TASK REQUIREMENTS
Whenever the word "stderr" shows up in a line of the data, copy that line.

DATA
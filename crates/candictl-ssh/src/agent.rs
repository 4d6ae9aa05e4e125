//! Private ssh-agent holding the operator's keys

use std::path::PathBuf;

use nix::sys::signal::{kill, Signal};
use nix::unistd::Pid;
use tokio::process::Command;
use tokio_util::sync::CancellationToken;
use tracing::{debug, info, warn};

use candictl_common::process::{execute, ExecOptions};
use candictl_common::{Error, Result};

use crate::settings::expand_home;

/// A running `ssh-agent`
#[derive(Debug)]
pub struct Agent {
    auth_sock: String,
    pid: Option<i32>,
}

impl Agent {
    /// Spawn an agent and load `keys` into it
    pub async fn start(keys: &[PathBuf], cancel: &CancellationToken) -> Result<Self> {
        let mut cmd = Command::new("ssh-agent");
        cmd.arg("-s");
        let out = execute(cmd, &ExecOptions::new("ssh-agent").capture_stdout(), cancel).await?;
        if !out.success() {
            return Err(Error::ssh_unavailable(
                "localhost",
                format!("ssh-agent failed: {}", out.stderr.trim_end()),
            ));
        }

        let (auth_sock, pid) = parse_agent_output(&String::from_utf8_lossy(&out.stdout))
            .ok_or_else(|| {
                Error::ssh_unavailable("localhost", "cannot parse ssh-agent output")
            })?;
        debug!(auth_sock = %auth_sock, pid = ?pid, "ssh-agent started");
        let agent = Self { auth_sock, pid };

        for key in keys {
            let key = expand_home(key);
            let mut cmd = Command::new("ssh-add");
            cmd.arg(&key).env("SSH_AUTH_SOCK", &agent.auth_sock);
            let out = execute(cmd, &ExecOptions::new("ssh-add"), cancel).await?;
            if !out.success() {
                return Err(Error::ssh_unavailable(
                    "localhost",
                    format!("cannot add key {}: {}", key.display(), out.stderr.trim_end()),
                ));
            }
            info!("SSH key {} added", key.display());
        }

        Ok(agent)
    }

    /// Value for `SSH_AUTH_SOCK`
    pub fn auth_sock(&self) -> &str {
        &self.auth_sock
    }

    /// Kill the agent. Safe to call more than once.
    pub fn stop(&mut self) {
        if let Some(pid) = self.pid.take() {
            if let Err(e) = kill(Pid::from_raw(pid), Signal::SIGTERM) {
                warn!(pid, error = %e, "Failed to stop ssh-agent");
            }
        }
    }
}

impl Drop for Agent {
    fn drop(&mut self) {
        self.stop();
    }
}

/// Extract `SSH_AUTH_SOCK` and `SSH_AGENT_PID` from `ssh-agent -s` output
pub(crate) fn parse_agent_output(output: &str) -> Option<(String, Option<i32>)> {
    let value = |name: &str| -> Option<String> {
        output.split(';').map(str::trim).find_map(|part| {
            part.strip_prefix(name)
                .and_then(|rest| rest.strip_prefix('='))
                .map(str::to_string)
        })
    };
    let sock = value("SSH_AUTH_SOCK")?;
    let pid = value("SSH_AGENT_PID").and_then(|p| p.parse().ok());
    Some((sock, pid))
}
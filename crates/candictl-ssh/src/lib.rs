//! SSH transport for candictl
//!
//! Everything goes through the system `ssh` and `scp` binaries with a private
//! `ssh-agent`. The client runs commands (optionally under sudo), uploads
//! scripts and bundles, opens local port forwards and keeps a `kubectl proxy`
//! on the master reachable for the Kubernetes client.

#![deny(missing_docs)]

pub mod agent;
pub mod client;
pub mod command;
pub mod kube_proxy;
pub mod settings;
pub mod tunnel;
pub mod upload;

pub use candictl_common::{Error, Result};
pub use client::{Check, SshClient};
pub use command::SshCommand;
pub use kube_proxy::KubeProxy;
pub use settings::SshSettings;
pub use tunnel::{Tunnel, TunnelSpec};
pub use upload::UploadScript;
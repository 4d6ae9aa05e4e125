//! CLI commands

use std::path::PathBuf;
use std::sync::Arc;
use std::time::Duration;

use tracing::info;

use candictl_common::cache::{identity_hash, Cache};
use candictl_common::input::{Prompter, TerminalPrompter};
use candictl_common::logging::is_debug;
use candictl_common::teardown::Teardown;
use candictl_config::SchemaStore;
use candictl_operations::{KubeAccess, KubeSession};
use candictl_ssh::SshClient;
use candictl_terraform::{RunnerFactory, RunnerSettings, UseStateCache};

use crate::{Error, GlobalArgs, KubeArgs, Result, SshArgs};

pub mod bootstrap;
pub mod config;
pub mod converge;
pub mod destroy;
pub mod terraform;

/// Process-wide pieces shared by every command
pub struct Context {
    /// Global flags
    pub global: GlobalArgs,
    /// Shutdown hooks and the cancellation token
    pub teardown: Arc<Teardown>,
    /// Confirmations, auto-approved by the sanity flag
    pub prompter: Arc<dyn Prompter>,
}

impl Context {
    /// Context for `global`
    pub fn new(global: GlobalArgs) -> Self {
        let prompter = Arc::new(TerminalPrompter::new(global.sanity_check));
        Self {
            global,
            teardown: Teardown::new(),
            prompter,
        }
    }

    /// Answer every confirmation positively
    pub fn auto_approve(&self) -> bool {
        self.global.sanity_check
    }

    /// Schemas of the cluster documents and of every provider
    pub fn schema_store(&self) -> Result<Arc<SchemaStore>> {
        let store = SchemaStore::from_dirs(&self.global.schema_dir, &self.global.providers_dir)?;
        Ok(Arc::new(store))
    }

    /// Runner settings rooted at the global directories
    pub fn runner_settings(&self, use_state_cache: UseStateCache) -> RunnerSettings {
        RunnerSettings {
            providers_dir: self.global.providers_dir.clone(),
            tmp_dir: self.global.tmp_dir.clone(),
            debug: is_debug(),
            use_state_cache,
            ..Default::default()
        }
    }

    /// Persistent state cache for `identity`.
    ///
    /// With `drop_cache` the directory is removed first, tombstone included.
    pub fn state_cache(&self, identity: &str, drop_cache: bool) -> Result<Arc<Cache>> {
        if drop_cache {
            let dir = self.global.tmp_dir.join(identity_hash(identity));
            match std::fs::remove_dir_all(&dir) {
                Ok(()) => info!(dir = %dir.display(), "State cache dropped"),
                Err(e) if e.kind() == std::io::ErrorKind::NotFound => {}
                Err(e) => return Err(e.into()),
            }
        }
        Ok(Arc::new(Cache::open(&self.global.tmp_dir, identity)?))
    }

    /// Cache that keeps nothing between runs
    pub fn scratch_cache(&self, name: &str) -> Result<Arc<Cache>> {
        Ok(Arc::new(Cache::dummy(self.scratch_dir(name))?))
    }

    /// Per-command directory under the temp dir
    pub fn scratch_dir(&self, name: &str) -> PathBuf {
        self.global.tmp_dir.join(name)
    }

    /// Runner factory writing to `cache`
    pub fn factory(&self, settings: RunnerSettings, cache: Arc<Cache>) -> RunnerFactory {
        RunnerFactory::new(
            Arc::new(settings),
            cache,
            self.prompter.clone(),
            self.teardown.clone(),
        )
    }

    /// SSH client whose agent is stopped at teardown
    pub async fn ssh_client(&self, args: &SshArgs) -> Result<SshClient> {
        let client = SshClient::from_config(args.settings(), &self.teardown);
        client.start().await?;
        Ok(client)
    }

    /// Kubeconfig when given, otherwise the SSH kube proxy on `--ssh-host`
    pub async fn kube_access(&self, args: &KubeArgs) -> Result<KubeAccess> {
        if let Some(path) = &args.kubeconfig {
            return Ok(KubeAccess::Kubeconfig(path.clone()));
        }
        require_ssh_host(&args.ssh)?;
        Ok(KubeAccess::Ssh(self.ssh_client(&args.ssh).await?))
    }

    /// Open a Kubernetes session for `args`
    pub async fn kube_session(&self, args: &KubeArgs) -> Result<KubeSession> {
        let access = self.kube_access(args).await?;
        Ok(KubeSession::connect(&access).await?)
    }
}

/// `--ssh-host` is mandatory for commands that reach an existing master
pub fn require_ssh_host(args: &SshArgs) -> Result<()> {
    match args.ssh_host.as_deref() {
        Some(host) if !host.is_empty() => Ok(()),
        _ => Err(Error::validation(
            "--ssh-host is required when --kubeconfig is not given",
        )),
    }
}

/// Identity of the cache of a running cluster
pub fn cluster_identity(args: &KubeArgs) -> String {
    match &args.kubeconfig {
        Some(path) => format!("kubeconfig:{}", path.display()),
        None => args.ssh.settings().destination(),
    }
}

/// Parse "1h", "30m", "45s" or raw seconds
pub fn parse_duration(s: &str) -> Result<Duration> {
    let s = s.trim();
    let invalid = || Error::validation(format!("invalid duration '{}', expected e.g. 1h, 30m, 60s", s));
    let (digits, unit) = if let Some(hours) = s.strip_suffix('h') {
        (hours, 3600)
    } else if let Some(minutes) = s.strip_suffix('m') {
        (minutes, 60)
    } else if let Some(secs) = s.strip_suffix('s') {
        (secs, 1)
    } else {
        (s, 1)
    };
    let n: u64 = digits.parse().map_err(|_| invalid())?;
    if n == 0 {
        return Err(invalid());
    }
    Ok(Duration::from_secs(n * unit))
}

WRITTEN SOLUTION
                format!("ssh-agent failed: {}", out.stderr.trim_end()),
                    format!("cannot add key {}: {}", key.display(), out.stderr.trim_end()),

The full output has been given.